# Data Ingestion - General Purpose Tooling

 ![intake landsat](images/intake_landsat.png "intake landsat")

---

## Overview

If the specialized geospatial tools discussed in the previous notebook suit your needs, feel free to proceed to explore a workflow example, such as [Spectral Clustering](2.0_Spectral_Clustering_PC.ipynb). However, if you're seeking a tool that is adaptable across a wider range of data types and sources, welcome to this introduction to [Intake V2](https://intake.readthedocs.io), a general-purpose data ingestion and management library.

Intake is a high-level library designed for data ingestion and management. While the [geospatial-specific tooling](1.0_Data_Ingestion-Geospatial.ipynb) approach is optimized for satellite data, Intake offers a broader and potentially more flexible approach for multimodal data workflows, characterized by:

- **Unified Interface**: Abstracts the details of data sources, enabling users to interact with a consistent API regardless of the data's underlying format.
- **Dynamic and Shareable Catalogs**: Facilitates the creation and sharing of data catalogs that can be version-controlled, updated, and maintained.
- **Extensible**: Facilitates the addition of new data sources and formats through its plugin system.

In the following sections, we will guide you through an introduction to various Intake functionalities that simplify data access and enhance both modularity and reproducibility in geospatial workflows.


## Prerequisites

| Concepts | Importance | Notes |
| --- | --- | --- |
| [Intro to Landsat](./0.0_Intro_Landsat.ipynb) | Necessary | Background |
| [Data Ingestion - Geospatial-Specific Tooling](1.0_Data_Ingestion-Geospatial.ipynb) | Helpful | |
| [Pandas Cookbook](https://foundations.projectpythia.org/core/pandas.html) | Helpful |  |
| [xarray Cookbook](https://foundations.projectpythia.org/core/xarray.html) | Necessary |  |
| [Intake Quickstart](https://intake.readthedocs.io/en/latest/index.html) | Helpful |  |
|[Intake Cookbook](https://projectpythia.org/intake-cookbook/README.html)| Necessary | |

- **Time to learn**: 20 minutes

---

## Imports

In [None]:
import intake
import planetary_computer
from pprint import pprint

# Viz
import hvplot.xarray
import panel as pn

pn.extension()

## Connecting to Data Sources

To get started, we need to provide a STAC URL (or any other data source URL) to intake, and we can ask intake to recommend some suitable datatypes.

In [None]:
url = "https://planetarycomputer.microsoft.com/api/stac/v1"
data_types = intake.readers.datatypes.recommend(url)
pprint(data_types)

## Selecting the Appropriate Data Type
After identifying the possible data types, we choose the one that best suits our needs.

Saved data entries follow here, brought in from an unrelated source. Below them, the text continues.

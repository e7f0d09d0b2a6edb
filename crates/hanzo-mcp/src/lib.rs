//! # Hanzo MCP - Unified Model Context Protocol tool registry
//!
//! This crate provides a unified interface to the Hanzo MCP tool registry:
//!
//! - **Core types and traits** (`hanzo-mcp-core`) - configuration, tools, errors
//! - **Client** (`hanzo-mcp-client`) - transports, sessions and the registry
//!
//! It also ships the `hanzo-mcp` command-line tool for inspecting configured
//! servers and calling their tools.
//!
//! ## Quick Start
//!
//! ```rust,ignore
//! use hanzo_mcp::client::ToolRegistry;
//! use hanzo_mcp::{ServerConfig, StaticConfigSource};
//! use std::sync::Arc;
//!
//! let source = StaticConfigSource::new(vec![
//!     ServerConfig::stream_http("db", "localhost:8931/mcp").with_auth_token("secret"),
//!     ServerConfig::subprocess("files", "mcp-server-filesystem", vec!["/tmp".into()]),
//! ]);
//!
//! let registry = ToolRegistry::with_transports(Arc::new(source));
//! registry.initialize().await?;
//!
//! let result = registry
//!     .call_tool("run_query", serde_json::json!({"sql": "SELECT 1"}))
//!     .await;
//!
//! let handle = registry
//!     .call_tool_stream("tail_logs", serde_json::json!({}), |chunk| println!("{chunk}"))
//!     .await?;
//! handle.finished().await?;
//!
//! registry.dispose().await;
//! ```

// Re-export core types - these are always available
pub use hanzo_mcp_core::*;

/// MCP client functionality
///
/// Connect to MCP servers, discover their tools and dispatch calls.
pub mod client {
    pub use hanzo_mcp_client::*;
}
//! Collaborator traits for the tool registry
//!
//! The registry depends only on these seams, so tests and embedders can
//! substitute their own configuration sources and sessions.

use async_trait::async_trait;
use std::sync::Arc;

use crate::{CallOutput, JsonObject, McpResult, ServerConfig, ToolDescriptor, ToolStream};

/// Supplies the ordered list of servers to connect to.
///
/// Called once per `initialize`/`reconnect`; the result may be empty.
pub trait ConfigSource: Send + Sync {
    fn server_configs(&self) -> McpResult<Vec<ServerConfig>>;
}

/// One connection to a single remote server through exactly one transport
#[async_trait]
pub trait McpSession: Send + Sync {
    /// Name of the server this session talks to
    fn server_name(&self) -> &str;

    /// Perform the transport handshake
    async fn connect(&self) -> McpResult<()>;

    /// Fetch the tool descriptors advertised by the server
    async fn list_tools(&self) -> McpResult<Vec<ToolDescriptor>>;

    /// Call a tool and normalize its result
    async fn call_tool(&self, name: &str, arguments: JsonObject) -> McpResult<CallOutput>;

    /// Call a tool, receiving its output as a sequence of chunks
    async fn call_tool_stream(&self, name: &str, arguments: JsonObject) -> McpResult<ToolStream>;

    /// Release the connection. Safe to call when `connect` never completed.
    async fn close(&self) -> McpResult<()>;
}

/// Builds an unconnected session for a validated configuration
pub trait SessionFactory: Send + Sync {
    /// Fails fast when the configuration cannot describe a usable transport
    fn create_session(&self, config: &ServerConfig) -> McpResult<Arc<dyn McpSession>>;
}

For handling STAC formatted JSON data from our URL, we will proceed with `STACJSON`.

In [None]:
data_type = intake.datatypes.STACJSON(url)
data_type

This object now represents the specific data type we will work with, allowing us to streamline subsequent data operations.

## Initializing Data Readers

With the `STACJSON` data type specified, we explore available methods to read the data.

In [None]:
readers = data_type.possible_readers
pprint(readers)

This output presents us with options that can interpret the `STACJSON` data format effectively. The `StacCatalogReader` is probably the most suitable for our use case. We can use it to read the STAC catalog and explore the available contents.

## Reading the Catalog
Next, we can access the data catalog through our reader.

In [None]:
reader = intake.catalogs.StacCatalogReader(
    data_type, signer=planetary_computer.sign_inplace
)
reader

This reader is now configured to handle interactions with the data catalog.

## List Catalog Contents
Once the catalog is accessible, we `read()` it and then collect each dataset's `description` to identify datasets of interest. For our purposes, we will just print the entries that include the word `'landsat'`.

In [None]:
stac_cat = reader.read()

description = {}
for data_description in stac_cat.data.values():
    data = data_description.kwargs["data"]
    description[data["id"]] = data["description"]

In [None]:
# Print only keys that include the word 'landsat'
pprint([key for key in description.keys() if 'landsat' in key.lower()])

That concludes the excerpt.